Science has always depended on patrons for its practice. Tycho Brahe had the King of Denmark, we have the US Federal Government. The non-defence part of R&D spending is about 2% of the budget: which is a higher fraction of GDP than most other (maybe all other?) countries. 2% doesn't sound like much, until you consider that this is competing with Foreign Aid (which receives an even smaller share of the budget than R&D), support for single mothers, road building, funding for schools, etc. etc. etc. Which should lead you to ask: Why does the US consider it worth its while to spend 10s of billions of dollars each year on scientific research?

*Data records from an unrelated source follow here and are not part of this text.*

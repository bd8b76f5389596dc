// src/domain/user/value_objects.rs
use crate::domain::errors::{DomainError, DomainResult};
use std::fmt;

#[derive(Debug, Clone, Copy, PartialEq, Eq, Hash)]
pub struct UserId(pub i64);

impl UserId {
    pub fn new(id: i64) -> DomainResult<Self> {
        if id <= 0 {
            Err(DomainError::Validation("user id must be positive".into()))
        } else {
            Ok(Self(id))
        }
    }
}

impl From<UserId> for i64 {
    fn from(value: UserId) -> Self {
        value.0
    }
}

impl fmt::Display for UserId {
    fn fmt(&self, f: &mut fmt::Formatter<'_>) -> fmt::Result {
        write!(f, "{}", self.0)
    }
}

#[derive(Debug, Clone, PartialEq, Eq, Hash)]
pub struct Username(String);

impl Username {
    pub fn new(value: impl Into<String>) -> DomainResult<Self> {
        let value = value.into();
        if value.trim().is_empty() {
            return Err(DomainError::Validation("username cannot be empty".into()));
        }
        if value.len() < 3 {
            return Err(DomainError::Validation(
                "username must be at least 3 characters long".into(),
            ));
        }
        if value.len() > 64 {
            return Err(DomainError::Validation(
                "username must be at most 64 characters long".into(),
            ));
        }
        Ok(Self(value))
    }

    pub fn as_str(&self) -> &str {
        &self.0
    }
}

impl fmt::Display for Username {
    fn fmt(&self, f: &mut fmt::Formatter<'_>) -> fmt::Result {
        f.write_str(&self.0)
    }
}

impl From<Username> for String {
    fn from(value: Username) -> Self {
        value.0
    }
}

#[derive(Debug, Clone, PartialEq, Eq, Hash)]
pub struct Email(String);

impl Email {
    pub fn new(value: impl Into<String>) -> DomainResult<Self> {
        let value = value.into();
        let trimmed = value.trim();
        if trimmed.is_empty() {
            return Err(DomainError::Validation("email cannot be empty".into()));
        }
        // Minimal shape check; deliverability is the mailer's problem.
        let valid = trimmed
            .split_once('@')
            .is_some_and(|(local, domain)| !local.is_empty() && domain.contains('.'));
        if !valid {
            return Err(DomainError::Validation(format!(
                "'{trimmed}' is not a valid email address"
            )));
        }
        Ok(Self(trimmed.to_owned()))
    }

    pub fn as_str(&self) -> &str {
        &self.0
    }
}

impl fmt::Display for Email {
    fn fmt(&self, f: &mut fmt::Formatter<'_>) -> fmt::Result {
        f.write_str(&self.0)
    }
}

impl From<Email> for String {
    fn from(value: Email) -> Self {
        value.0
    }
}

#[derive(Debug, Clone, PartialEq, Eq)]
pub struct PasswordHash(String);

impl PasswordHash {
    pub fn new(value: impl Into<String>) -> DomainResult<Self> {
        let value = value.into();
        if value.is_empty() {
            return Err(DomainError::Validation(
                "password hash cannot be empty".into(),
            ));
        }
        Ok(Self(value))
    }

    pub fn as_str(&self) -> &str {
        &self.0
    }
}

And make no mistake, our Department benefits from that decision on a day-to-day basis. We
receives about $3 million annually in external funding, most of it from the Federal Government. We get 0.0001% of the total federal budget! Go us! But seriously, that money is crucial to the health of our program. It funds roughly 50% of the graduate students in the Department. It funds almost all the post-docs in the Department. And it funds about 20% of most faculty salaries. So the issues Dr Marvel was discussing are crucial to all of us. If the Federal Government decided tomorrow it could no longer afford to support scientific research many of you who are reading this blog would be out of a job. And your career prospects would take a huge nosedive. So what, then, should be our stance as regards this huge, somewhat capricious, organization with which all of our futures are interwoven?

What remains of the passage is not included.